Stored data
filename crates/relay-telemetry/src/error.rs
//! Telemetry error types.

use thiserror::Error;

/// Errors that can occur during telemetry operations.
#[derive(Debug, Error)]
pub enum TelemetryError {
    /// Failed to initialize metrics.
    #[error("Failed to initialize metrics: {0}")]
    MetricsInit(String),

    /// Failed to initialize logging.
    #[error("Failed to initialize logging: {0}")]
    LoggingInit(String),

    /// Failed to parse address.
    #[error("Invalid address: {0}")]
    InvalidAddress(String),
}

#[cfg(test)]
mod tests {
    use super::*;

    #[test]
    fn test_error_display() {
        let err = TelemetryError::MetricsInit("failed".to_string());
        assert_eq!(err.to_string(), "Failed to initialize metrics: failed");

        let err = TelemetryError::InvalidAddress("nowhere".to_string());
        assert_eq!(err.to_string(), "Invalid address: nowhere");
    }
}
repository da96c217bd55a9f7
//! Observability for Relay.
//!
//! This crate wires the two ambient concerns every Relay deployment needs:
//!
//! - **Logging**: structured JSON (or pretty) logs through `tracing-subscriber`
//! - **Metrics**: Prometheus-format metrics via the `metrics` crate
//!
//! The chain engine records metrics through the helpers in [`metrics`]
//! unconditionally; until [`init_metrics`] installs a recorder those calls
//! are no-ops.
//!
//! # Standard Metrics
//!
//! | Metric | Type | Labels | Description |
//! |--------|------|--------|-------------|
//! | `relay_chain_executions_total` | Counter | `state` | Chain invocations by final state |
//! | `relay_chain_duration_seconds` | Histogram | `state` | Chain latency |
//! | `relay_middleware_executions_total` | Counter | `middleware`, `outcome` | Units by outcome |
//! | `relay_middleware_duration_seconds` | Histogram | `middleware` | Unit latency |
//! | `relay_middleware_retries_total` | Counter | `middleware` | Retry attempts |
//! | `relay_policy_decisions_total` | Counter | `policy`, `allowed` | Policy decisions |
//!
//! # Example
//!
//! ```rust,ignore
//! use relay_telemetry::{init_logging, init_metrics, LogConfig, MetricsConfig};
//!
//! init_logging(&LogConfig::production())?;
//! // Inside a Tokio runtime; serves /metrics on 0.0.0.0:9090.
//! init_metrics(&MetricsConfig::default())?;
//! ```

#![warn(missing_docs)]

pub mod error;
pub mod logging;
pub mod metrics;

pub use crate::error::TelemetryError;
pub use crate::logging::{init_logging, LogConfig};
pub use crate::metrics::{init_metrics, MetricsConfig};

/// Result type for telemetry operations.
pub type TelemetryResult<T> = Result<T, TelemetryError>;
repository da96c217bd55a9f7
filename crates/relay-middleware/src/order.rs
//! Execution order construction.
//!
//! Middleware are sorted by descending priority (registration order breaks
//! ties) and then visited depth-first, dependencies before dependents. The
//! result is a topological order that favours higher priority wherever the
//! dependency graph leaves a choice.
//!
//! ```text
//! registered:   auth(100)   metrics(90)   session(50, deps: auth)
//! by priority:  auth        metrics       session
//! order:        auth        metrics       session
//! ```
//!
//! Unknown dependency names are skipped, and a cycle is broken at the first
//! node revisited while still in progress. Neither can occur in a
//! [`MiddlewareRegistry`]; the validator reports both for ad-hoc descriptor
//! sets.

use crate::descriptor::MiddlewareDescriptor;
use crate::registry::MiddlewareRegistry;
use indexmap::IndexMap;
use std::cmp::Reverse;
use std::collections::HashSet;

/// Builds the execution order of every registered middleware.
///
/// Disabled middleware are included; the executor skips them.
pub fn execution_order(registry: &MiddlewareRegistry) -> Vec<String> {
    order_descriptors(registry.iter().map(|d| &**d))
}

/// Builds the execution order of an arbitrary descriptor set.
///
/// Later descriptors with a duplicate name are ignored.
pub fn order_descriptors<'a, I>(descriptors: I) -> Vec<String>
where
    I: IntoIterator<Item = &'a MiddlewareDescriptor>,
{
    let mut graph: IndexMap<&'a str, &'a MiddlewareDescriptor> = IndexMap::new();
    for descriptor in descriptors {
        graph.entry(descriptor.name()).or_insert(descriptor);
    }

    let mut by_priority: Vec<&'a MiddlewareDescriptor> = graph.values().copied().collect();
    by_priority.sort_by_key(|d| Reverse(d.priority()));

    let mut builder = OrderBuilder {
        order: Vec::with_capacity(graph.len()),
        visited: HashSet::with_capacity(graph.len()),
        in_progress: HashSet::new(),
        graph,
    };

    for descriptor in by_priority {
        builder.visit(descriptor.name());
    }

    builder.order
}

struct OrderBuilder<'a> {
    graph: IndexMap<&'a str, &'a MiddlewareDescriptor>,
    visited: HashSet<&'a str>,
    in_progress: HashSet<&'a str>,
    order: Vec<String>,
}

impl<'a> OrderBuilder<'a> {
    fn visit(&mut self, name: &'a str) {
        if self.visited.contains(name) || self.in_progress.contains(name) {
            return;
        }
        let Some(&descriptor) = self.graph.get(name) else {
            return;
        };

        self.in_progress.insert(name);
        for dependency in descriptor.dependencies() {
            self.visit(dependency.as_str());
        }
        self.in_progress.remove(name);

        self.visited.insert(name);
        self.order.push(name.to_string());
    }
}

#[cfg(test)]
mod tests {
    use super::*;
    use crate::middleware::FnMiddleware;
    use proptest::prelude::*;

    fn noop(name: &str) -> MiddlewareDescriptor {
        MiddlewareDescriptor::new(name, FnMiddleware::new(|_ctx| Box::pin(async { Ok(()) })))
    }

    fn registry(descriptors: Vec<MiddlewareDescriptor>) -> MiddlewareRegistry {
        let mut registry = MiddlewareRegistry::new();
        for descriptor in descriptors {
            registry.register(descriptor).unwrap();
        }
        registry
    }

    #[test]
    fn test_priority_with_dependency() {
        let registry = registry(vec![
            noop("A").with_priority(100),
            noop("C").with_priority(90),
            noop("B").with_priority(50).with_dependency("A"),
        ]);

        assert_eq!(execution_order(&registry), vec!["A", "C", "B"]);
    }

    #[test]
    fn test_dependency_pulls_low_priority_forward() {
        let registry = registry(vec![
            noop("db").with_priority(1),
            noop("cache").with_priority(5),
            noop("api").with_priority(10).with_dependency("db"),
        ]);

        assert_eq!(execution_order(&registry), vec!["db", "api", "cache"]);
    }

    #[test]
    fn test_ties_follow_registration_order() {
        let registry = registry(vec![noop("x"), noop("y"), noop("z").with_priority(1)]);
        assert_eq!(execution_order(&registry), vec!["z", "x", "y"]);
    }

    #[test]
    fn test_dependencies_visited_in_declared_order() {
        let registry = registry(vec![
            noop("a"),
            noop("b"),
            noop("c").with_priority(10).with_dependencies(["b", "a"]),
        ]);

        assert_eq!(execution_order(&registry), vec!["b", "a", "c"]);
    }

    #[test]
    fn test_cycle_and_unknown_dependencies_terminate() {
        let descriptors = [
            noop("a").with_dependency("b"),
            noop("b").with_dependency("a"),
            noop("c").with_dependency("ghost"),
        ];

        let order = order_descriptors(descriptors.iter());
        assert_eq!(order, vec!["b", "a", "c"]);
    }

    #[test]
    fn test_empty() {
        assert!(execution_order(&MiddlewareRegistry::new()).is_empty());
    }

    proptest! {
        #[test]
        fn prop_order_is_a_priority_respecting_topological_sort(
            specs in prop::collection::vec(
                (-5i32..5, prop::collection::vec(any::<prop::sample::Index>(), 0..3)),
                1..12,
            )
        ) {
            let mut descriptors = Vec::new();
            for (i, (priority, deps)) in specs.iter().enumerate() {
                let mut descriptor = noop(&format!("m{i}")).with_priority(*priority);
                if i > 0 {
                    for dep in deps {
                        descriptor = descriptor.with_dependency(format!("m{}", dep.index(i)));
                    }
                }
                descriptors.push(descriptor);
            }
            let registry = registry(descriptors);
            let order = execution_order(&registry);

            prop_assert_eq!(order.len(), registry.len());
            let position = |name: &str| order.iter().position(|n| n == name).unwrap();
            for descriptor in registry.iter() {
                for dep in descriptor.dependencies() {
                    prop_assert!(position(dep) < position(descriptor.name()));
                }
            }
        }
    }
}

• Task item
Report each line in the data that holds the word "LogConfig".

• Answer to this task
//! use relay_telemetry::{init_logging, init_metrics, LogConfig, MetricsConfig};
//! init_logging(&LogConfig::production())?;
pub use crate::logging::{init_logging, LogConfig};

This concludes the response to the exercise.